Existen diversos enfoques de la co-enseñar, de los cuales se
debe elegir el más apropiado. Ellos son:
- Co-enseñanza de observación: Un
profesor dirige la clase por completo mientras el otro recolecta información
del grupo clase o de algunos estudiantes. Una vez realizadas las observaciones,
el equipo debe reunirse para analizar la problemática y discutir alternativas
de solución.
- Co-enseñanza de apoyo: Un
profesor toma el rol de conducir la clase mientras el otro se rota entre los
estudiantes proveyéndoles apoyo individual, supervisando, recogiendo
información y manejando la conducta.
- Co-enseñanza en grupos simultáneos: Los
educadores dividen la clase en dos grupos, tomando cada uno la responsabilidad
total de la enseñanza de un grupo, trabajando con los mismos contenidos, pero
adaptados las necesidades de cada uno de ellos.
- Co-enseñanza de rotación entre grupos: Los
profesores trabajan con grupos diferentes de estudiantes en secciones
diferentes de la clase. Los docentes se rotan entre los grupos y también puede
existir un grupo que a veces trabaje sin un profesor.
- Co-enseñanza complementaria: Un
profesor del equipo realiza acciones para mejorar o complementar la enseñanza
provista por el otro profesor.
- Co-enseñanza en estaciones: Los
profesores dividen el material y la clase en estaciones y grupos de
estudiantes. En un determinado momento los estudiantes se rotan de estación,
entonces los docentes instruyen al grupo siguiente con las adaptaciones que
requiera.
- Co-enseñanza alternativa: Un
profesor trabaja con la clase completa, mientras el otro docente se ocupa de un
grupo pequeño desarrollando actividades remediales, de preparación,
enriquecimiento y evaluación, entre otras.
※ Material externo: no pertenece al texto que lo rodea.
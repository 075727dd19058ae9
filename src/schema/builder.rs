use crate::dialect::Dialect;
use crate::error::PlanetaeError;
use crate::port::Statement;
use crate::types::{Document, Signature, Value};
use std::borrow::Cow;
use std::sync::Arc;

/// Where `ADD COLUMN` places the new column.
#[derive(Debug, Clone, Default, PartialEq, Eq)]
pub enum ColumnPosition {
    #[default]
    Last,
    First,
    After(String),
}

/// Column clauses of a `CREATE TABLE`, in signature order, plus the primary key.
#[derive(Debug, Clone, PartialEq, Eq)]
pub struct ColumnLines {
    pub lines: Vec<String>,
    pub primary_key: String,
}

/// Pure translation of signatures and documents into dialect statements.
#[derive(Debug, Clone)]
pub struct SchemaBuilder {
    dialect: Arc<dyn Dialect>,
}

impl SchemaBuilder {
    pub fn new(dialect: Arc<dyn Dialect>) -> Self {
        Self { dialect }
    }

    pub fn dialect(&self) -> &dyn Dialect {
        self.dialect.as_ref()
    }

    fn ident<'a>(&self, name: &'a str) -> Result<Cow<'a, str>, PlanetaeError> {
        self.dialect.quote_ident(name)
    }

    /// Render `"<column> <definition>,"` lines and pick the primary key.
    ///
    /// The column whose definition carries the primary-key marker becomes the
    /// key and loses the marker; the key is declared by a trailing clause
    /// instead. Without a marked column an implicit key column is prepended.
    pub fn column_lines(&self, signature: &Signature) -> Result<ColumnLines, PlanetaeError> {
        let marker = self.dialect.primary_key_marker();
        let mut primary_key: Option<String> = None;
        let mut lines = Vec::with_capacity(signature.len() + 1);

        for (name, definition) in signature.iter() {
            let name = self.ident(name)?;
            let definition = match strip_marker(definition, marker) {
                Some(stripped) => {
                    if let Some(existing) = primary_key.as_deref() {
                        return Err(PlanetaeError::InvalidSignature(format!(
                            "both {existing} and {name} are marked {marker}"
                        )));
                    }
                    primary_key = Some(name.to_string());
                    stripped
                }
                None => definition.trim().to_string(),
            };
            lines.push(format!("{name} {definition},"));
        }

        let primary_key = match primary_key {
            Some(pk) => pk,
            None => {
                let (id, definition) = self.dialect.implicit_primary_key();
                if signature.names().any(|n| n == id) {
                    return Err(PlanetaeError::InvalidSignature(format!(
                        "column {id} collides with the implicit primary key; mark a key explicitly"
                    )));
                }
                lines.insert(0, format!("{id} {definition},"));
                id.to_string()
            }
        };

        Ok(ColumnLines { lines, primary_key })
    }

    pub fn create_table(
        &self,
        table: &str,
        signature: &Signature,
    ) -> Result<Statement, PlanetaeError> {
        let table = self.ident(table)?;
        let ColumnLines { lines, primary_key } = self.column_lines(signature)?;
        let mut sql = format!("CREATE TABLE IF NOT EXISTS {table} (\n");
        for line in &lines {
            sql.push_str(line);
            sql.push('\n');
        }
        sql.push_str(&format!(
            "PRIMARY KEY({primary_key})\n){};",
            self.dialect.table_options()
        ));
        Ok(Statement::raw(sql))
    }

    pub fn drop_table(&self, table: &str) -> Result<Statement, PlanetaeError> {
        Ok(Statement::raw(format!("DROP TABLE IF EXISTS {};", self.ident(table)?)))
    }

    pub fn truncate_table(&self, table: &str) -> Result<Statement, PlanetaeError> {
        Ok(Statement::raw(format!("TRUNCATE TABLE {};", self.ident(table)?)))
    }

    pub fn rename_table(&self, old: &str, new: &str) -> Result<Statement, PlanetaeError> {
        Ok(Statement::raw(format!(
            "ALTER TABLE {} RENAME TO {};",
            self.ident(old)?,
            self.ident(new)?
        )))
    }

    pub fn add_column(
        &self,
        table: &str,
        column: &str,
        definition: &str,
        default: Option<&str>,
        position: &ColumnPosition,
    ) -> Result<Statement, PlanetaeError> {
        let mut sql = format!(
            "ALTER TABLE {} ADD COLUMN {} {}",
            self.ident(table)?,
            self.ident(column)?,
            definition.trim()
        );
        if let Some(default) = default {
            sql.push_str(&format!(" DEFAULT {default}"));
        }
        match position {
            ColumnPosition::Last => {}
            ColumnPosition::First => sql.push_str(" FIRST"),
            ColumnPosition::After(other) => {
                sql.push_str(&format!(" AFTER {}", self.ident(other)?));
            }
        }
        sql.push(';');
        Ok(Statement::raw(sql))
    }

    pub fn drop_column(&self, table: &str, column: &str) -> Result<Statement, PlanetaeError> {
        Ok(Statement::raw(format!(
            "ALTER TABLE {} DROP COLUMN {};",
            self.ident(table)?,
            self.ident(column)?
        )))
    }

    pub fn modify_column(
        &self,
        table: &str,
        column: &str,
        definition: &str,
    ) -> Result<Statement, PlanetaeError> {
        Ok(Statement::raw(format!(
            "ALTER TABLE {} MODIFY {} {};",
            self.ident(table)?,
            self.ident(column)?,
            definition.trim()
        )))
    }

    pub fn rename_column(
        &self,
        table: &str,
        old: &str,
        new: &str,
        definition: &str,
    ) -> Result<Statement, PlanetaeError> {
        Ok(Statement::raw(format!(
            "ALTER TABLE {} CHANGE {} {} {};",
            self.ident(table)?,
            self.ident(old)?,
            self.ident(new)?,
            definition.trim()
        )))
    }

    pub fn add_primary_key(&self, table: &str, column: &str) -> Result<Statement, PlanetaeError> {
        Ok(Statement::raw(format!(
            "ALTER TABLE {} ADD PRIMARY KEY ({});",
            self.ident(table)?,
            self.ident(column)?
        )))
    }

    pub fn create_index(&self, table: &str, column: &str) -> Result<Statement, PlanetaeError> {
        let index = self.ident(&format!("{table}_{column}_idx"))?.into_owned();
        Ok(Statement::raw(format!(
            "CREATE INDEX {index} ON {} ({});",
            self.ident(table)?,
            self.ident(column)?
        )))
    }

    pub fn insert(&self, table: &str, document: &Document) -> Result<Statement, PlanetaeError> {
        let table = self.ident(table)?;
        let columns = document.keys().map(|key| self.ident(key)).collect::<Result<Vec<_>, _>>()?;
        let placeholders = vec![self.dialect.placeholder(); columns.len()];
        let sql = format!(
            "INSERT INTO {table} ({}) VALUES ({});",
            columns.join(", "),
            placeholders.join(", ")
        );
        Ok(Statement::with_params(sql, document.values().cloned().collect()))
    }

    /// `SELECT *` with an equality-AND predicate; an empty predicate selects every row.
    pub fn select(
        &self,
        table: &str,
        predicate: &Document,
        limit: Option<u64>,
    ) -> Result<Statement, PlanetaeError> {
        let mut sql = format!("SELECT * FROM {}", self.ident(table)?);
        let (clause, params) = self.assignments(predicate, " AND ")?;
        if !predicate.is_empty() {
            sql.push_str(&format!(" WHERE {clause}"));
        }
        sql.push(';');
        Ok(self.with_limit(Statement::with_params(sql, params), limit))
    }

    /// Bound values are the changes followed by the predicate, matching the text.
    pub fn update(
        &self,
        table: &str,
        predicate: &Document,
        changes: &Document,
        limit: Option<u64>,
    ) -> Result<Statement, PlanetaeError> {
        if changes.is_empty() {
            return Err(PlanetaeError::InvalidDocument(
                "update requires at least one change".to_string(),
            ));
        }
        let (sets, mut params) = self.assignments(changes, ", ")?;
        let mut sql = format!("UPDATE {} SET {sets}", self.ident(table)?);
        if !predicate.is_empty() {
            let (clause, predicate_params) = self.assignments(predicate, " AND ")?;
            sql.push_str(&format!(" WHERE {clause}"));
            params.extend(predicate_params);
        }
        sql.push(';');
        Ok(self.with_limit(Statement::with_params(sql, params), limit))
    }

    pub fn delete(
        &self,
        table: &str,
        predicate: &Document,
        limit: Option<u64>,
    ) -> Result<Statement, PlanetaeError> {
        let mut sql = format!("DELETE FROM {}", self.ident(table)?);
        let (clause, params) = self.assignments(predicate, " AND ")?;
        if !predicate.is_empty() {
            sql.push_str(&format!(" WHERE {clause}"));
        }
        sql.push(';');
        Ok(self.with_limit(Statement::with_params(sql, params), limit))
    }

    /// Append a dialect `LIMIT` to an already built statement.
    pub fn with_limit(&self, mut statement: Statement, limit: Option<u64>) -> Statement {
        if let Some(limit) = limit {
            let body = statement.sql.trim_end().trim_end_matches(';');
            statement.sql = format!("{body}{};", self.dialect.limit_clause(limit));
        }
        statement
    }

    /// `col = ?` pairs joined by `separator`, with values in the same order.
    fn assignments(
        &self,
        document: &Document,
        separator: &str,
    ) -> Result<(String, Vec<Value>), PlanetaeError> {
        let placeholder = self.dialect.placeholder();
        let mut clauses = Vec::with_capacity(document.len());
        let mut params = Vec::with_capacity(document.len());
        for (key, value) in document.iter() {
            clauses.push(format!("{} = {placeholder}", self.ident(key)?));
            params.push(value.clone());
        }
        Ok((clauses.join(separator), params))
    }
}

/// Remove the primary-key marker from a definition, if present.
fn strip_marker(definition: &str, marker: &str) -> Option<String> {
    let upper = definition.to_ascii_uppercase();
    let at = upper.find(&marker.to_ascii_uppercase())?;
    let before = definition[..at].trim_end();
    let after = definition[at + marker.len()..].trim_start();
    Some(if after.is_empty() {
        before.to_string()
    } else {
        format!("{before} {after}")
    })
}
- Co-enseñanza en equipo: Todos los
miembros del equipo desarrollan formas de enseñar que permiten que los
estudiantes se beneficien de las fortalezas y experticias de cada profesor. Los
co-educadores desarrollan simultáneamente la clase, alternándose los roles de
conducir y apoyar la clase.
Finalmente, “la co-enseñanza no es un fin en sí mismo, sino
un medio para un fin” (Rodríguez, 2014. p. 228). Se deben tener en cuenta
ciertos factores que influyen en ella, como la cultura de la escuela, la
disposición de los profesores a trabajar en grupo, el apoyo de administrativos,
entre otros. Así también, hay que recordar que “la co-enseñanza no se reduce al
ámbito de los Programas de Integración Escolar, pues puede ser practicada en
los equipos SEP, entre docentes de un mismo nivel, de diferentes niveles y de
diferentes asignaturas, entre otras combinaciones. (Rodríguez, 2014. p. 227).
Comentario
La co-enseñanza, al ser beneficiosa para los estudiantes y
los docentes, es una perfecta herramienta para la inclusión de la diversidad en
las escuelas, y para fomentar la cooperación entre pares. Sin embargo, ésta
práctica puede no parecer muy afín a los intereses de los administrativos,
quienes suelen menospreciar el trabajo de sus profesores, reduciendo el proceso
de enseñanza al trabajo en pos de obtener “buenos” resultados en pruebas
estandarizadas. Se debe entonces, disputar el espacio de enseñanza que son las
aulas escolares, implementando estrategias diversificadas de enseñanza, para
lograr que una mayor cantidad de niños logren aprender, adaptando contenidos,
prácticas docentes y evaluaciones, con el fin de brindar apoyo a alumnos con y
sin discapacidad, y al mismo tiempo, para generar un trabajo en conjunto entre
distintos profesionales de la educación, quienes tienen distintos conocimientos
y estrategias para aportar. De esta manera, se puede lograr la
desestigmatización del trabajo colaborativo como pérdida de tiempo, que está
bien que los profesores reconozcan que a veces no saben o necesitan ayuda de
otros, y de que alumno enseñando a alumno es una distracción.